> _Records provided_

# # # # # # #

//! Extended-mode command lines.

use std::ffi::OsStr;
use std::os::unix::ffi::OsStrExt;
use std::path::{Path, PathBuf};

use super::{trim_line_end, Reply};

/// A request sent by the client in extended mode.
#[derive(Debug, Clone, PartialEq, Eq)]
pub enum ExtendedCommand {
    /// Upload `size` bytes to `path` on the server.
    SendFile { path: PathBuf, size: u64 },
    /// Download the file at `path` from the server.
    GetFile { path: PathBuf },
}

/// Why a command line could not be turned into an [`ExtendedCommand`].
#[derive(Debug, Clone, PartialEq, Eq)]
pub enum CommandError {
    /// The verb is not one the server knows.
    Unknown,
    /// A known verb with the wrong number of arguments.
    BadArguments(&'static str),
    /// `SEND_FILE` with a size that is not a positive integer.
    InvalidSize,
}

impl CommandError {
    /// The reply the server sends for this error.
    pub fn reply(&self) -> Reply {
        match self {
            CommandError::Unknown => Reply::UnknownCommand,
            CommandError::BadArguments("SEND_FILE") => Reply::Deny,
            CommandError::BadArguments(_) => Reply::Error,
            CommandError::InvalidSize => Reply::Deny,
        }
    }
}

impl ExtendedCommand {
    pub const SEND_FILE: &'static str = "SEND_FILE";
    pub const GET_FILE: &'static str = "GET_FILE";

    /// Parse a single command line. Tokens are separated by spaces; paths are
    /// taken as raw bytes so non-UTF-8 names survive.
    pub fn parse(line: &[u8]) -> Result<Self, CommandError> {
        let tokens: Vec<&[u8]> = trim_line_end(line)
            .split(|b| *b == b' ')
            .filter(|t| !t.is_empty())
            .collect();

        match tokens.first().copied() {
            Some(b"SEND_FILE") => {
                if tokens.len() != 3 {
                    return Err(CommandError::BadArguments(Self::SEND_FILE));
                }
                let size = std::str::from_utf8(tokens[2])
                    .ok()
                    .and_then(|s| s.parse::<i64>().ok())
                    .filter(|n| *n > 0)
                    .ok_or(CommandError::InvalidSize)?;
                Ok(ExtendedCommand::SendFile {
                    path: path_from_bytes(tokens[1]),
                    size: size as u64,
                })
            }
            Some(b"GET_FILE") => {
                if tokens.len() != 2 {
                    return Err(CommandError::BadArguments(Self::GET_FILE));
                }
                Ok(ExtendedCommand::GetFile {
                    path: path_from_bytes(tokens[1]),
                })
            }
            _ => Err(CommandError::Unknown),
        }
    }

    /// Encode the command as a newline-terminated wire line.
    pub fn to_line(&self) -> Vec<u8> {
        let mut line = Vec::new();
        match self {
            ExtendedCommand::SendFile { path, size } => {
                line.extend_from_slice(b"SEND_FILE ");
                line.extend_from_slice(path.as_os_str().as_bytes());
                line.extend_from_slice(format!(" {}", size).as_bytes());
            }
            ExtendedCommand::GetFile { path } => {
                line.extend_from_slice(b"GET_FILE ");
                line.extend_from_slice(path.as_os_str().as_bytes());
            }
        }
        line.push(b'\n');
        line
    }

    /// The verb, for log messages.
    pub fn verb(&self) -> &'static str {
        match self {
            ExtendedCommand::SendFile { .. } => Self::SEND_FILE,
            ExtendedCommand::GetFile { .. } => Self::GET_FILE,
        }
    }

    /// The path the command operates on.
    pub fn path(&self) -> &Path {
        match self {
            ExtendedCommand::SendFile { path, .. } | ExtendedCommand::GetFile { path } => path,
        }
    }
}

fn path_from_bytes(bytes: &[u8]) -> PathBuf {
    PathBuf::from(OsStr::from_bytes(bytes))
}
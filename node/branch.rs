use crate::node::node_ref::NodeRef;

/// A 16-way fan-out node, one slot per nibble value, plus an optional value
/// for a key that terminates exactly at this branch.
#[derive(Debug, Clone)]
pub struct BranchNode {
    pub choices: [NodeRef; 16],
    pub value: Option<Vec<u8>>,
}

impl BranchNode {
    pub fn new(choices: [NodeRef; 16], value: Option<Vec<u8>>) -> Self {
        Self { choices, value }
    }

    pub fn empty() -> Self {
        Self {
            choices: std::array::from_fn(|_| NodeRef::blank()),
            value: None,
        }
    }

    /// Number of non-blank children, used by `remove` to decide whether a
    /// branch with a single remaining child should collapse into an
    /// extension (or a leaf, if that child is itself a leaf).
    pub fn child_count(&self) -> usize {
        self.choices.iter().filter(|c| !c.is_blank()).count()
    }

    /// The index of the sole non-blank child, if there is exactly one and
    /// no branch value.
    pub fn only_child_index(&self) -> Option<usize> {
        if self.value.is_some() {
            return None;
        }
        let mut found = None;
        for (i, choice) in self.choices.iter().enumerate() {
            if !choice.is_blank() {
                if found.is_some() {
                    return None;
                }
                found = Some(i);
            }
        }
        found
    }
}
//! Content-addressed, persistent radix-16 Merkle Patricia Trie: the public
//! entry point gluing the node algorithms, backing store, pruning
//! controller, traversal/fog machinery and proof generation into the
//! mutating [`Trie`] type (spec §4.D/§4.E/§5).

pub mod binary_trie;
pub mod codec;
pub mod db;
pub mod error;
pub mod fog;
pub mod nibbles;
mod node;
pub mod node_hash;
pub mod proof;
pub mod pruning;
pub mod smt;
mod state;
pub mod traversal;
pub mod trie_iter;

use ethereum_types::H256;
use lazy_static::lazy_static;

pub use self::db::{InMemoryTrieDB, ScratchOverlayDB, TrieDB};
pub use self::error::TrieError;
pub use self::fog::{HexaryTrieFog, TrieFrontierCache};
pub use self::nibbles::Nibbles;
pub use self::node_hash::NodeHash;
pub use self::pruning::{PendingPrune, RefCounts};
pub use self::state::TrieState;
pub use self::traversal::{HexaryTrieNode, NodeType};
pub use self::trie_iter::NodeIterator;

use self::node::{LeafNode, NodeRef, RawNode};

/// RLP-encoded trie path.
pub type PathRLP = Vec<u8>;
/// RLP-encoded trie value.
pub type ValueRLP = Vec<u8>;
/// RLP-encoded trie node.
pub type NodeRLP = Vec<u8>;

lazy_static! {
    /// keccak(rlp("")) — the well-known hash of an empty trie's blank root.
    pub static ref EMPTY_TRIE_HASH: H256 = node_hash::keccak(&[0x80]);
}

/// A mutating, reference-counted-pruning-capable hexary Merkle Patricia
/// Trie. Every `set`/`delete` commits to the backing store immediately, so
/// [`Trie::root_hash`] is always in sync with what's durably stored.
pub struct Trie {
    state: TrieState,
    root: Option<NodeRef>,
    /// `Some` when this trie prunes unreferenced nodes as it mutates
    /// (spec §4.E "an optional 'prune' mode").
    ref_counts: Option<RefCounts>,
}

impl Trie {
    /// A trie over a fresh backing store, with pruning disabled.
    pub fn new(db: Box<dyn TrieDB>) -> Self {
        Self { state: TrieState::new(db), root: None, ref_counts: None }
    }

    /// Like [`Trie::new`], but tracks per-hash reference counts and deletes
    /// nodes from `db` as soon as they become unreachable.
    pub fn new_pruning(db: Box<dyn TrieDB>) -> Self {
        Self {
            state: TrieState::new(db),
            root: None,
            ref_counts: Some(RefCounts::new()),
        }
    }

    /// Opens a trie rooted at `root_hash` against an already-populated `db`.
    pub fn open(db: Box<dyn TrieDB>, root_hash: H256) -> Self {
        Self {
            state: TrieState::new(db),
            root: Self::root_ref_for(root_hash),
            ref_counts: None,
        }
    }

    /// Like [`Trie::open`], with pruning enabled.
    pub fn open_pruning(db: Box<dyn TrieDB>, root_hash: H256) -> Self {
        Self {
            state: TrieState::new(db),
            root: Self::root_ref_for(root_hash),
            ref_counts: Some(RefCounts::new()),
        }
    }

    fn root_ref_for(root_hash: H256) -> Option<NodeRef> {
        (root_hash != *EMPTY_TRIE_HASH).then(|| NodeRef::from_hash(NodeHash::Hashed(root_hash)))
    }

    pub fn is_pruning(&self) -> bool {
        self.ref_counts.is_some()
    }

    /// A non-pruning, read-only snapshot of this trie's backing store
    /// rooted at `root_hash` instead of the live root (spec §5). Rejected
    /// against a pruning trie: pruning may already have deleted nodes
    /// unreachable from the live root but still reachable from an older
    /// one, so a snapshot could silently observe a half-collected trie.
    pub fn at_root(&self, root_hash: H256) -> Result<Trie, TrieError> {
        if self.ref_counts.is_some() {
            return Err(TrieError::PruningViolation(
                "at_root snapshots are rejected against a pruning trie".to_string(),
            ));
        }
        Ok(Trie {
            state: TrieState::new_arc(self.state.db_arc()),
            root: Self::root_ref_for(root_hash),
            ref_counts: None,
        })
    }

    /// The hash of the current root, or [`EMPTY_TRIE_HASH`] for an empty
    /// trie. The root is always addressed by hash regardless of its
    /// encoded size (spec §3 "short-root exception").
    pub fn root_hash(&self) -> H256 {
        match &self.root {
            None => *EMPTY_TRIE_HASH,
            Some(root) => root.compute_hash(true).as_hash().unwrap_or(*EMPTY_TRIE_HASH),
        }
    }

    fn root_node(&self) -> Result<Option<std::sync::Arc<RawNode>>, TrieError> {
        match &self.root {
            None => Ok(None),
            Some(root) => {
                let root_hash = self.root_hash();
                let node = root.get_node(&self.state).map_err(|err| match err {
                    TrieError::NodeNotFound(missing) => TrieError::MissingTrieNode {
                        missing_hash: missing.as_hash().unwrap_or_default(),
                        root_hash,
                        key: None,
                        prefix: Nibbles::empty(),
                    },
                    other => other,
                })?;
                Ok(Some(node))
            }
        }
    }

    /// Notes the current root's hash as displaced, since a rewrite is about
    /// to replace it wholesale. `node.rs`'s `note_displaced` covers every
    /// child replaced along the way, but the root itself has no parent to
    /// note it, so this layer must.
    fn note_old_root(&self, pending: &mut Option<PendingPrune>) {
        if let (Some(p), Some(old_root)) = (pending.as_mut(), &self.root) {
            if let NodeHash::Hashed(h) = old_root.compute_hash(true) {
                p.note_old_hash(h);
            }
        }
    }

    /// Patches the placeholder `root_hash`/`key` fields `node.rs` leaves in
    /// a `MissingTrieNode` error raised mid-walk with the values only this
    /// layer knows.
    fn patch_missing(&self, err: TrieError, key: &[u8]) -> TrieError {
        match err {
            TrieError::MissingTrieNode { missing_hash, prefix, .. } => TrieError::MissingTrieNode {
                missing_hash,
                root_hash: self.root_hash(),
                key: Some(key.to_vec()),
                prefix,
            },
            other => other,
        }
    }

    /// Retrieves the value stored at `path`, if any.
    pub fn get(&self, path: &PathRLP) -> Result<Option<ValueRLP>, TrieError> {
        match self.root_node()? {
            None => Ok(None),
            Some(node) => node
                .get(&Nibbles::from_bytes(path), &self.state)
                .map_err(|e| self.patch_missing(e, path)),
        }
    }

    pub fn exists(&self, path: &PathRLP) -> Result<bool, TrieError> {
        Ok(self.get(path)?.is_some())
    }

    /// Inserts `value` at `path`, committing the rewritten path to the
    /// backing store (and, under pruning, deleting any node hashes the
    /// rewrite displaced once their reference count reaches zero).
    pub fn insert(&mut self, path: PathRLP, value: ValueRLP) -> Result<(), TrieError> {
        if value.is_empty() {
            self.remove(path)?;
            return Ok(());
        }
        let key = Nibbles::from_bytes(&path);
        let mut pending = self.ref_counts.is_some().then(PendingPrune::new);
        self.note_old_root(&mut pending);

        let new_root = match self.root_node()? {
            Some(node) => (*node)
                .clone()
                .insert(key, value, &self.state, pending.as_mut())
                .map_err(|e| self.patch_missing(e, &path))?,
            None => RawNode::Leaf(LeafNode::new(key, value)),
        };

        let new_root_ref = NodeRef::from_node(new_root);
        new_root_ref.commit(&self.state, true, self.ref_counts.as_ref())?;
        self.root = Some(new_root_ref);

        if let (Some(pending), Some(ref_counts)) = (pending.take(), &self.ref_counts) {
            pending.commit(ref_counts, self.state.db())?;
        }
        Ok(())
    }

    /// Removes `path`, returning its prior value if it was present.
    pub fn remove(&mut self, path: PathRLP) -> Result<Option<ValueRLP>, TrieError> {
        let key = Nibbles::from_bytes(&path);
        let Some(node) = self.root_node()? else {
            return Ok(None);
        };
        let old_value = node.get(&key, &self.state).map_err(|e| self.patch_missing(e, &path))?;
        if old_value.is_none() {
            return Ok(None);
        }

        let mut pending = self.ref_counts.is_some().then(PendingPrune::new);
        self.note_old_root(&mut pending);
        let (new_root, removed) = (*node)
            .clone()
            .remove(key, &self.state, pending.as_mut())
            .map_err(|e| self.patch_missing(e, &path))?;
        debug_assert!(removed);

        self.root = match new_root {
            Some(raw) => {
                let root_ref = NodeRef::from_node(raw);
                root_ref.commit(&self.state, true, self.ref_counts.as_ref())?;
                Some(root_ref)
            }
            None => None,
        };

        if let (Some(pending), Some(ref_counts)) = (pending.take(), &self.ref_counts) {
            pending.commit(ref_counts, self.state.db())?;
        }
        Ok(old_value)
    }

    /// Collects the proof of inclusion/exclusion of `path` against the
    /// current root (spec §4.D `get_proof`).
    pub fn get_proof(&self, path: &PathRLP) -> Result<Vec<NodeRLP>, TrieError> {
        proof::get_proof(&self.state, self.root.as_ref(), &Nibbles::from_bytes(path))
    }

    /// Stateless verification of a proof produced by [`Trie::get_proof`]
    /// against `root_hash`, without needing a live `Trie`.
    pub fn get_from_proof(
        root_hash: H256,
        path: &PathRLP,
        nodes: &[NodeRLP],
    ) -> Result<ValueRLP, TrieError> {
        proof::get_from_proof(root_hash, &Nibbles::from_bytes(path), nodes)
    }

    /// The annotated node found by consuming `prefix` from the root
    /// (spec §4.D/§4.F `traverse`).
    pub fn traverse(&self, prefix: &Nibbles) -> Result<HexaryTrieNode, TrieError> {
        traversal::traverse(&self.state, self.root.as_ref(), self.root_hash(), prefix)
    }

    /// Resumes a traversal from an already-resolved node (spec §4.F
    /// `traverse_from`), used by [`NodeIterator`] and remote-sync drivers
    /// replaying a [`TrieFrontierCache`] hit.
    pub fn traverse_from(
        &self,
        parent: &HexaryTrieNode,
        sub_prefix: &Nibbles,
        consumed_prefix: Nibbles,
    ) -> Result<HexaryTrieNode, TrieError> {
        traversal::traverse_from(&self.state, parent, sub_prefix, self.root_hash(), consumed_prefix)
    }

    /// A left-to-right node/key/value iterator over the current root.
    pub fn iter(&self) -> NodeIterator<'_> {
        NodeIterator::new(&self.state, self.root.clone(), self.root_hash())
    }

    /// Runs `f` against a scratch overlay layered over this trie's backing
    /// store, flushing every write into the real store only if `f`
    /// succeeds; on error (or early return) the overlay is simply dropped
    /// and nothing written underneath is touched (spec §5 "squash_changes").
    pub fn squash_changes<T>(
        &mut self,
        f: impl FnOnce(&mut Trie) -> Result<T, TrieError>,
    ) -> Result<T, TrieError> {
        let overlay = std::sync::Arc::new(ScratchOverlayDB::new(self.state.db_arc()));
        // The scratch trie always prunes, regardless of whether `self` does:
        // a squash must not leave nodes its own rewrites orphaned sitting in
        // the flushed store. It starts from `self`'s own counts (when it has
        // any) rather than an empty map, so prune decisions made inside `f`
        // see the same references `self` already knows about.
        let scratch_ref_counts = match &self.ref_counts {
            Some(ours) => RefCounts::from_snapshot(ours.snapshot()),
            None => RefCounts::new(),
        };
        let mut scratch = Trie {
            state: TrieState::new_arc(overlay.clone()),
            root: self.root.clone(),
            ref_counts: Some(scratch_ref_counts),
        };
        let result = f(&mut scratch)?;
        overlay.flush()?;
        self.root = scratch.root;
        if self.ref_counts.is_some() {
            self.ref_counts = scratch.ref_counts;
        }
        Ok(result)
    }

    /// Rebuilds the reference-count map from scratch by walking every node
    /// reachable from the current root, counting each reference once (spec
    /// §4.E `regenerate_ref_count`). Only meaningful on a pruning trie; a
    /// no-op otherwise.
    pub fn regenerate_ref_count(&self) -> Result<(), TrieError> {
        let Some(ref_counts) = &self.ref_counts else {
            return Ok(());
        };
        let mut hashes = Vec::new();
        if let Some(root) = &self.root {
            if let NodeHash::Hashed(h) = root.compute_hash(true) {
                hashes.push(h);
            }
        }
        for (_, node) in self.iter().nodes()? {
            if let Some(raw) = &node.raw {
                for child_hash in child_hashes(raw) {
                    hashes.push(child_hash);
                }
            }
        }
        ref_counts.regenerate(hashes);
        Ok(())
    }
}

# # # # # # #

Filter the entries above and keep only the lines with the word "prunes".

> _Output for this task_
    /// `Some` when this trie prunes unreferenced nodes as it mutates
        // The scratch trie always prunes, regardless of whether `self` does:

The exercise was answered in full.